The dementia of Alzheimer disease (AD) correlates with the deposition of extracellular amyloid, and this amyloid arises from the abnormal processing of a high molecular weight amyloid peptide precursor (APP), which is a normal cellular protein that is found in both brain and in peripheral tissues in humans. Overproduction of the APP in AD could cause increased concentrations of this protein in either human blood or cerebrospinal fluid (CSF). However, thus far no direct demonstration of soluble APP in human blood has been possible, owing to poor assay sensitivity and interfering plasma proteins. These two problems were eliminated with the present development of an extracting two-site immunoradiometric assay (IRMA). Two rabbit polyclonal antisera were prepared reacting to two different sites (amino acids 161–180 and 597–624) of the APP molecule.
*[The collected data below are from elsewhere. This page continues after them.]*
//! Boundary between the session manager and the radio stack.

use std::sync::Arc;

use crate::bluetooth::session::Command;
use crate::error::Result;

/// A radio stack that accepts commands without blocking.
///
/// Results come back later as [`Event`](crate::bluetooth::session::Event)s
/// on whatever channel the implementation was built with. An `Err` means the
/// stack refused the command outright and no event will follow.
pub trait RadioStack: Send + Sync {
    fn execute(&self, command: Command) -> Result<()>;
}

impl<R: RadioStack + ?Sized> RadioStack for Arc<R> {
    fn execute(&self, command: Command) -> Result<()> {
        (**self).execute(command)
    }
}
The near N-terminal antiserum (anti-APP 161–180) was covalently coupled to a solid phase support and the near C-terminal directed antiserum (anti-APP 597–624) was indirectly labeled using 125labeled near C-terminal synthetic peptide corresponding to amino acids 597–624. The IRMA was validated by partial purification of the APP from human serum and demonstration of the protein's molecular weight (112 kDa) by Western immunoblot procedures. Results of the IRMA showed that the APP is present in human plasma (mean ± SE concentration=32 ± 6 pM, n=25), and there was no significant difference in the APP concentration in 25 controls, 19 patients with AD, and 10 individuals with Down syndrome (DS). Immunoreactive APP was generally not detectable in control or AD CSF volumes as large as 1 ml. In conclusion, these studies provide the first demonstration of the presence of APP in human blood that is immunoreactive with an antiserum directed against the amyloidotic portion (i.e., amino acids 597–624) of the APP molecule. In addition, these studies show that soluble APP is present in human blood, but that its concentration is not increased in AD.